Le 29 mars, au lendemain d'une deuxième nuit de manifestation des représentants de la communauté chinoise à Paris pour dénoncer la mort de Shaoyo Liu – tué par la police dans des circonstances troubles – la tension n'est pas retombée.
Alors qu'il était en train de s'exprimer sur l'affaire devant les médias, le représentant du syndicat policier Alliance Eddy Sid a été pris à partie par des manifestants.
«Il n'y a pas de violence illégitime. Nous sommes dans un cas de légitime défense avéré», avançait Eddy Sid, affirmant que Shaoyo Liu avait tenté de porter à trois reprises des coups au policiers avec un grand ciseau.

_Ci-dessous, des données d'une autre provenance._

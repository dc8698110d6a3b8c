use std::path::PathBuf;

use anyhow::Result;
use clap::Parser;
use tracing::{error, info};
use xcp_core::SlaveConfig;

#[derive(Parser, Debug)]
#[command(author, version, about = "XCP-on-CAN slave (Pure Rust)", long_about = None)]
struct Args {
    /// Path to the slave configuration (TOML)
    #[arg(short, long)]
    config: Option<PathBuf>,

    /// CAN interface, overrides the config file (e.g. can0, vcan0)
    #[arg(short, long)]
    interface: Option<String>,

    /// Master -> slave CAN identifier (hex with 0x prefix, or decimal)
    #[arg(long, value_parser = parse_id)]
    request_id: Option<u32>,

    /// Slave -> master CAN identifier (hex with 0x prefix, or decimal)
    #[arg(long, value_parser = parse_id)]
    response_id: Option<u32>,

    /// Seed/key secret; enables resource protection
    #[arg(long, value_parser = parse_id)]
    secret: Option<u32>,

    /// Print the effective configuration and exit
    #[arg(long)]
    dump_config: bool,

    /// Enable verbose logging
    #[arg(short, long)]
    verbose: bool,
}

fn parse_id(s: &str) -> Result<u32, String> {
    let parsed = match s.strip_prefix("0x").or_else(|| s.strip_prefix("0X")) {
        Some(hex) => u32::from_str_radix(hex, 16),
        None => s.parse(),
    };
    parsed.map_err(|e| format!("invalid number '{}': {}", s, e))
}

fn load_config(args: &Args) -> Result<SlaveConfig> {
    let mut config = match &args.config {
        Some(path) => {
            info!(path = %path.display(), "Loading configuration");
            SlaveConfig::load_from_file(path)?
        }
        None => SlaveConfig::default(),
    };

    if let Some(interface) = &args.interface {
        config.transport.interface = interface.clone();
    }
    if let Some(id) = args.request_id {
        config.transport.request_id = id;
    }
    if let Some(id) = args.response_id {
        config.transport.response_id = id;
    }
    if let Some(secret) = args.secret {
        config.security.enabled = true;
        config.security.secret_key = secret;
    }
    config.validate()?;
    Ok(config)
}

fn run(args: Args) -> Result<()> {
    let config = load_config(&args)?;
    if args.dump_config {
        print!("{}", config.to_toml()?);
        return Ok(());
    }
    slave::serve(config)
}

#[cfg(target_os = "linux")]
mod slave {
    use std::sync::Arc;
    use std::sync::atomic::{AtomicBool, Ordering};
    use std::thread;
    use std::time::{Duration, Instant};

    use anyhow::{Context, Result};
    use parking_lot::Mutex;
    use tracing::{debug, info, warn};
    use xcp_core::{
        CanTransport, EventChannelConfig, EventScheduler, RamMemory, SimFlash, SlaveConfig, SocketCanTransport,
        TransportError, XcpSlave,
    };

    type Slave = XcpSlave<Arc<SocketCanTransport>, RamMemory, SimFlash>;

    /// Idle sleep of the DAQ thread when no channel is configured.
    const IDLE_TICK: Duration = Duration::from_millis(10);

    pub fn serve(config: SlaveConfig) -> Result<()> {
        let t = &config.transport;
        let transport = Arc::new(
            SocketCanTransport::open(
                &t.interface,
                t.request_id,
                t.response_id,
                t.extended_ids,
                Duration::from_millis(t.read_timeout_ms),
            )
            .with_context(|| format!("opening {}", t.interface))?,
        );

        let slave = XcpSlave::new(
            transport.clone(),
            config.build_memory()?,
            config.build_flash(),
            &config,
        );
        let slave = Arc::new(Mutex::new(slave));
        let running = Arc::new(AtomicBool::new(true));

        let daq_handle = {
            let slave = slave.clone();
            let running = running.clone();
            let events = config.daq.events.clone();
            thread::spawn(move || daq_loop(slave, running, &events))
        };

        info!(interface = %t.interface, "Serving XCP requests");

        // Receive outside the lock so DAQ emission keeps running while idle.
        while running.load(Ordering::SeqCst) {
            match transport.recv() {
                Ok(frame) => {
                    if let Err(e) = slave.lock().process(&frame) {
                        warn!(error = %e, "Failed to send response");
                    }
                }
                Err(TransportError::Timeout { .. }) => continue,
                Err(TransportError::Disconnected) => {
                    slave.lock().on_transport_lost();
                    running.store(false, Ordering::SeqCst);
                }
                Err(e) => {
                    warn!(error = %e, "Receive failed");
                    thread::sleep(Duration::from_millis(50));
                }
            }
        }

        if daq_handle.join().is_err() {
            warn!("DAQ thread panicked");
        }
        info!("Shutting down");
        Ok(())
    }

    /// Calls `emit_daq` once per period of each event channel.
    fn daq_loop(slave: Arc<Mutex<Slave>>, running: Arc<AtomicBool>, events: &[EventChannelConfig]) {
        let mut scheduler = EventScheduler::new(events, Instant::now());
        while running.load(Ordering::SeqCst) {
            let now = Instant::now();
            for channel in scheduler.due(now) {
                match slave.lock().emit_daq(channel) {
                    Ok(0) => {}
                    Ok(sent) => debug!(channel, sent, "DAQ packets sent"),
                    Err(e) => warn!(channel, error = %e, "DAQ transmit failed"),
                }
            }
            let wait = scheduler
                .next_deadline()
                .map(|deadline| deadline.saturating_duration_since(Instant::now()))
                .unwrap_or(IDLE_TICK);
            thread::sleep(wait);
        }
    }
}

#[cfg(not(target_os = "linux"))]
mod slave {
    use anyhow::{Result, bail};
    use xcp_core::SlaveConfig;

    pub fn serve(_config: SlaveConfig) -> Result<()> {
        bail!("the SocketCAN transport is only available on Linux")
    }
}

fn main() {
    let args = Args::parse();

    let subscriber = tracing_subscriber::fmt()
        .with_env_filter(
            tracing_subscriber::EnvFilter::builder()
                .with_default_directive(if args.verbose {
                    tracing::Level::DEBUG.into()
                } else {
                    tracing::Level::INFO.into()
                })
                .from_env_lossy(),
        )
        .with_writer(std::io::stderr)
        .finish();

    if let Err(e) = tracing::subscriber::set_global_default(subscriber) {
        eprintln!("failed to install tracing subscriber: {}", e);
    }

    info!("Starting XCP slave...");

    if let Err(e) = run(args) {
        error!("Error: {:#}", e);
        std::process::exit(1);
    }
}
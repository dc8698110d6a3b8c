//! Session handlers (CONNECT, DISCONNECT, status, identification).

use crate::events::{XcpEvent, XcpObserver};
use crate::memory::{FlashAccessor, MemoryAccessor};
use crate::protocol::constants::*;
use crate::protocol::{ErrorCode, Frame, Request};

use super::{CommandResult, HandlerContext};

/// Resources this slave implements (CONNECT byte 1).
const AVAILABLE_RESOURCES: u8 = RESOURCE_CAL_PAG | RESOURCE_DAQ | RESOURCE_PGM;
/// COMM_MODE_BASIC: no optional modes advertised.
const COMM_MODE_BASIC: u8 = 0x00;
const DRIVER_VERSION: u8 = 0x01;

/// CONNECT - start a session and report capabilities.
pub fn handle_connect<M: MemoryAccessor, F: FlashAccessor, O: XcpObserver>(
    req: &Request<'_>,
    ctx: &mut HandlerContext<'_, M, F, O>,
) -> CommandResult {
    let mode = req.byte(1)?;

    ctx.state.begin_session();
    ctx.emit(XcpEvent::Connected { mode });

    let mut frame = Frame::positive();
    frame
        .push(AVAILABLE_RESOURCES)
        .push(COMM_MODE_BASIC)
        .push(MAX_CTO as u8)
        .push_u16(MAX_DTO as u16)
        .push(PROTOCOL_VERSION)
        .push(TRANSPORT_VERSION);
    Ok(frame)
}

/// DISCONNECT - end the session and stop DAQ.
pub fn handle_disconnect<M: MemoryAccessor, F: FlashAccessor, O: XcpObserver>(
    ctx: &mut HandlerContext<'_, M, F, O>,
) -> CommandResult {
    let was_running = ctx.state.daq.any_running();
    ctx.state.end_session();
    if was_running {
        ctx.emit(XcpEvent::DaqStopped { list: None });
    }
    ctx.emit(XcpEvent::Disconnected);
    Ok(Frame::positive())
}

/// GET_STATUS - session status and locked resources.
pub fn handle_get_status<M: MemoryAccessor, F: FlashAccessor, O: XcpObserver>(
    ctx: &mut HandlerContext<'_, M, F, O>,
) -> CommandResult {
    let mut frame = Frame::positive();
    frame
        .push(ctx.state.session_status())
        .push(ctx.state.security.protection().bits())
        .push(0x00)
        .push_u16(0x0000);
    Ok(frame)
}

/// SYNCH - the defined reply is ERR_CMD_SYNCH.
pub fn handle_synch() -> CommandResult {
    Ok(Frame::error(ErrorCode::CmdSynch))
}

/// GET_COMM_MODE_INFO.
pub fn handle_get_comm_mode_info() -> CommandResult {
    let mut frame = Frame::positive();
    frame
        .push(0x00)
        .push(0x00) // COMM_MODE_OPTIONAL
        .push(0x00)
        .push((MAX_CTO - 1) as u8) // MAX_BS
        .push(0x00) // MIN_ST
        .push(0x01) // QUEUE_SIZE
        .push(DRIVER_VERSION);
    Ok(frame)
}

/// GET_ID - no identification strings are published.
pub fn handle_get_id(req: &Request<'_>) -> CommandResult {
    let _id_type = req.byte(1)?;
    let mut frame = Frame::positive();
    frame.push(0x00).push(0x00).push(0x00).push_u32(0);
    Ok(frame)
}
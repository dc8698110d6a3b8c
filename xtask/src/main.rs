use anyhow::Result;
use clap::{Parser, Subcommand};
use std::process::Command;

#[derive(Parser)]
#[command(name = "xtask")]
#[command(about = "Tasks for the project", long_about = None)]
struct Cli {
    #[command(subcommand)]
    command: Commands,
}

#[derive(Subcommand)]
enum Commands {
    /// Build the project
    Build,
    /// Run the test suite
    Test,
    /// Run the slave; extra arguments are passed through
    Run {
        #[arg(trailing_var_arg = true, allow_hyphen_values = true)]
        args: Vec<String>,
    },
    /// Create and bring up a virtual CAN interface (needs root)
    Vcan {
        #[arg(default_value = "vcan0")]
        name: String,
    },
}

fn cargo(args: &[&str], what: &str) -> Result<()> {
    let status = Command::new("cargo").args(args).status()?;
    if !status.success() {
        anyhow::bail!("{} failed", what);
    }
    Ok(())
}

fn main() -> Result<()> {
    let cli = Cli::parse();

    match &cli.command {
        Commands::Build => {
            println!("Building project...");
            cargo(&["build", "--workspace"], "Build")?;
        }
        Commands::Test => {
            println!("Running tests...");
            cargo(&["test", "--workspace"], "Test")?;
        }
        Commands::Run { args } => {
            println!("Running XCP slave...");
            let mut cmd = vec!["run", "-p", "xcp-cli", "--"];
            cmd.extend(args.iter().map(String::as_str));
            cargo(&cmd, "Run")?;
        }
        Commands::Vcan { name } => {
            println!("Setting up {}...", name);
            for args in [
                vec!["link", "add", "dev", name.as_str(), "type", "vcan"],
                vec!["link", "set", "up", name.as_str()],
            ] {
                let status = Command::new("ip").args(&args).status()?;
                if !status.success() {
                    anyhow::bail!("ip {} failed", args.join(" "));
                }
            }
        }
    }

    Ok(())
}
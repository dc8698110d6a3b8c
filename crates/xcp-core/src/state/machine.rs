//! Session-scoped slave state.

use tracing::info;

use crate::daq::DaqEngine;
use crate::mta::MemoryTransfer;
use crate::program::{ProgramSession, Sector};
use crate::protocol::constants::SESSION_STATUS_DAQ_RUNNING;
use crate::security::{Security, SecurityConfig};

/// Everything the dispatcher owns between commands.
pub struct SlaveState {
    pub connected: bool,
    pub transfer: MemoryTransfer,
    pub daq: DaqEngine,
    pub program: ProgramSession,
    pub security: Security,
}

impl SlaveState {
    pub fn new(security: SecurityConfig, sectors: Vec<Sector>) -> Self {
        Self {
            connected: false,
            transfer: MemoryTransfer::new(),
            daq: DaqEngine::new(),
            program: ProgramSession::new(sectors),
            security: Security::new(security),
        }
    }

    /// Start a session (CONNECT). Programming always restarts from Idle.
    pub fn begin_session(&mut self) {
        self.connected = true;
        self.program.reset();
    }

    /// End the session: DISCONNECT, PROGRAM_RESET or transport loss.
    ///
    /// Running DAQ lists stop, security re-locks, programming returns to
    /// Idle and the MTA is cleared. The DAQ configuration itself survives.
    pub fn end_session(&mut self) {
        if self.connected {
            info!("XCP session ended");
        }
        self.connected = false;
        self.daq.stop_all();
        self.security.reset();
        self.program.reset();
        self.transfer.reset();
    }

    /// GET_STATUS session status byte.
    pub fn session_status(&self) -> u8 {
        if self.daq.any_running() {
            SESSION_STATUS_DAQ_RUNNING
        } else {
            0
        }
    }
}

impl Default for SlaveState {
    fn default() -> Self {
        Self::new(SecurityConfig::default(), crate::program::default_sectors())
    }
}
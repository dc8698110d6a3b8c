//! Flash programming handlers (PROGRAM_* and sector queries).

use crate::events::{LogLevel, XcpEvent, XcpObserver};
use crate::memory::{FlashAccessor, MemoryAccessor};
use crate::protocol::constants::*;
use crate::protocol::{ErrorCode, Frame, Request};
use crate::security::Resource;

use super::{CommandResult, HandlerContext};

/// COMM_MODE_PGM: master block mode.
const COMM_MODE_PGM: u8 = 0x01;
/// PGM_PROPERTIES: absolute and functional clear, no compression or encryption.
const PGM_PROPERTIES: u8 = 0x07;
const CLEAR_MODE_ABSOLUTE: u8 = 0x00;
const CLEAR_MODE_FUNCTIONAL: u8 = 0x01;
const VERIFY_MODE_INTERNAL: u8 = 0x00;
const VERIFY_MODE_VALUE: u8 = 0x01;
const SECTOR_INFO_LENGTH: u8 = 0x00;
const SECTOR_INFO_START: u8 = 0x01;

/// PROGRAM_START.
pub fn handle_program_start<M: MemoryAccessor, F: FlashAccessor, O: XcpObserver>(
    ctx: &mut HandlerContext<'_, M, F, O>,
) -> CommandResult {
    ctx.require(Resource::Pgm)?;
    ctx.state.program.start()?;

    let mut frame = Frame::positive();
    frame
        .push(0x00)
        .push(COMM_MODE_PGM)
        .push(PGM_MAX_SIZE as u8) // MAX_CTO_PGM
        .push(0x00) // MAX_BS_PGM
        .push(0x01) // MIN_ST_PGM
        .push(0x00) // QUEUE_SIZE_PGM
        .push(0x00);
    Ok(frame)
}

/// PROGRAM_CLEAR - `[op, mode, rsvd, rsvd, span(4)]`, erases from the MTA.
pub fn handle_program_clear<M: MemoryAccessor, F: FlashAccessor, O: XcpObserver>(
    req: &Request<'_>,
    ctx: &mut HandlerContext<'_, M, F, O>,
) -> CommandResult {
    let mode = req.byte(1)?;
    let span = req.u32_be(4)?;
    if !matches!(mode, CLEAR_MODE_ABSOLUTE | CLEAR_MODE_FUNCTIONAL) {
        return Err(ErrorCode::ModeNotValid);
    }
    ctx.require(Resource::Pgm)?;

    let address = ctx.state.transfer.mta().address;
    ctx.state.program.clear(&mut *ctx.flash, address, span)?;
    Ok(Frame::positive())
}

/// PROGRAM / PROGRAM_NEXT - `[op, len, data(len)]`. `len == 0` ends the
/// sequence.
pub fn handle_program<M: MemoryAccessor, F: FlashAccessor, O: XcpObserver>(
    req: &Request<'_>,
    ctx: &mut HandlerContext<'_, M, F, O>,
) -> CommandResult {
    let len = req.byte(1)? as usize;
    if len > PGM_MAX_SIZE {
        return Err(ErrorCode::OutOfRange);
    }
    let data = req.payload(2, len)?;
    ctx.require(Resource::Pgm)?;
    program_at_mta(ctx, data)
}

/// PROGRAM_MAX - `[op, data(PGM_MAX_SIZE)]`.
pub fn handle_program_max<M: MemoryAccessor, F: FlashAccessor, O: XcpObserver>(
    req: &Request<'_>,
    ctx: &mut HandlerContext<'_, M, F, O>,
) -> CommandResult {
    let data = req.payload(1, PGM_MAX_SIZE)?;
    ctx.require(Resource::Pgm)?;
    program_at_mta(ctx, data)
}

fn program_at_mta<M: MemoryAccessor, F: FlashAccessor, O: XcpObserver>(
    ctx: &mut HandlerContext<'_, M, F, O>,
    data: &[u8],
) -> CommandResult {
    let state = &mut *ctx.state;
    state
        .program
        .program(&mut *ctx.flash, &mut *ctx.memory, &mut state.transfer, data)?;
    Ok(Frame::positive())
}

/// PROGRAM_RESET - back to Idle and end the session.
pub fn handle_program_reset<M: MemoryAccessor, F: FlashAccessor, O: XcpObserver>(
    ctx: &mut HandlerContext<'_, M, F, O>,
) -> CommandResult {
    ctx.require(Resource::Pgm)?;
    let was_running = ctx.state.daq.any_running();
    ctx.state.end_session();
    ctx.log(LogLevel::Info, "Programming reset, session closed");
    if was_running {
        ctx.emit(XcpEvent::DaqStopped { list: None });
    }
    ctx.emit(XcpEvent::Disconnected);
    Ok(Frame::positive())
}

/// GET_PGM_PROCESSOR_INFO.
pub fn handle_get_pgm_processor_info<M: MemoryAccessor, F: FlashAccessor, O: XcpObserver>(
    ctx: &mut HandlerContext<'_, M, F, O>,
) -> CommandResult {
    let mut frame = Frame::positive();
    frame
        .push(PGM_PROPERTIES)
        .push(ctx.state.program.sector_count() as u8);
    frame.extend_from_slice(&[0u8; 5]);
    Ok(frame)
}

/// GET_SECTOR_INFO - `[op, mode, sector]`.
pub fn handle_get_sector_info<M: MemoryAccessor, F: FlashAccessor, O: XcpObserver>(
    req: &Request<'_>,
    ctx: &mut HandlerContext<'_, M, F, O>,
) -> CommandResult {
    let mode = req.byte(1)?;
    let index = req.byte(2)?;
    let sector = ctx.state.program.sector(index as usize)?;

    let value = match mode {
        SECTOR_INFO_LENGTH => sector.length,
        SECTOR_INFO_START => sector.start,
        _ => return Err(ErrorCode::ModeNotValid),
    };

    let mut frame = Frame::positive();
    frame
        .push(sector.clear_sequence)
        .push(sector.program_sequence)
        .push(sector.method)
        .push_u32(value);
    Ok(frame)
}

/// PROGRAM_PREPARE - `[op, rsvd, codeSize(2)]`. Nothing to download.
pub fn handle_program_prepare<M: MemoryAccessor, F: FlashAccessor, O: XcpObserver>(
    req: &Request<'_>,
    ctx: &mut HandlerContext<'_, M, F, O>,
) -> CommandResult {
    let code_size = req.u16_be(2)?;
    ctx.require(Resource::Pgm)?;
    ctx.log(
        LogLevel::Debug,
        format!("PROGRAM_PREPARE code size {}", code_size),
    );
    Ok(Frame::positive())
}

/// PROGRAM_FORMAT - `[op, compression, encryption, programming, access]`.
pub fn handle_program_format<M: MemoryAccessor, F: FlashAccessor, O: XcpObserver>(
    req: &Request<'_>,
    ctx: &mut HandlerContext<'_, M, F, O>,
) -> CommandResult {
    let compression = req.byte(1)?;
    let encryption = req.byte(2)?;
    ctx.require(Resource::Pgm)?;
    if compression != 0 || encryption != 0 {
        return Err(ErrorCode::ModeNotValid);
    }
    Ok(Frame::positive())
}

/// PROGRAM_VERIFY - `[op, mode, rsvd, rsvd, value(4)]`.
pub fn handle_program_verify<M: MemoryAccessor, F: FlashAccessor, O: XcpObserver>(
    req: &Request<'_>,
    ctx: &mut HandlerContext<'_, M, F, O>,
) -> CommandResult {
    let mode = req.byte(1)?;
    let value = match mode {
        VERIFY_MODE_VALUE => Some(req.u32_be(4)?),
        _ => None,
    };
    ctx.require(Resource::Pgm)?;
    ctx.state.program.require_active()?;
    match (mode, value) {
        (VERIFY_MODE_INTERNAL, _) => Ok(Frame::positive()),
        (VERIFY_MODE_VALUE, Some(value)) => {
            let address = ctx.state.transfer.mta().address;
            ctx.state
                .program
                .verify(&*ctx.flash, address, &value.to_be_bytes())?;
            Ok(Frame::positive())
        }
        _ => Err(ErrorCode::ModeNotValid),
    }
}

«Qu'il ferme sa gueule le représentant des keufs !»
Mais lorsqu'il a déclaré que l'enquête était en train de suivre son cours, une jeune femme l'a invectivé et l'a empêché de poursuivre : «La violence viens au moment où les forces de l'ordre tuent une personne !», s'est-elle écriée. Derrière elle, un homme a pris le relais : «On en a rien à foutre de ce qu'ils ont à nous raconter, c'est toujours de la faute du peuple ! Qu'il ferme sa gueule le représentant des keufs (sic) !»
Visiblement excédé, l'officier de police n'a pas cherché à reprendre son intervention répondant simplement à la jeune femme qu'il était inutile de crier, avant de s'éclipser. «Rentre chez toi le keuf avec tes boniments !», lui a alors lancé le jeune homme.
Une fois le calme revenu, la jeune femme a fait part de ses état d'âme. Elle s'est élevé contre la loi sur la légitime défense, «un permis de tuer» accordé au forces de l'ordre et s'est outrée qu'un syndicaliste de la police puisse dire que «Bamboula est convenable».
«Nicolas Sarkozy disait qu'il faut purger la cité et bien là il faut purger la police», a t-elle conclu
Le neveu de la victime a également pris la parole, demandant des explications aux forces de l'ordre pour «les violences policières dont la communauté asiatique est victime».
Une manifestante sur place, s'exprimant en chinois a déploré que les policiers aient «apparemment tout de suite tiré sur la victime», alors qu'une autre a émis le souhait que les policiers concernés s'expliquent publiquement.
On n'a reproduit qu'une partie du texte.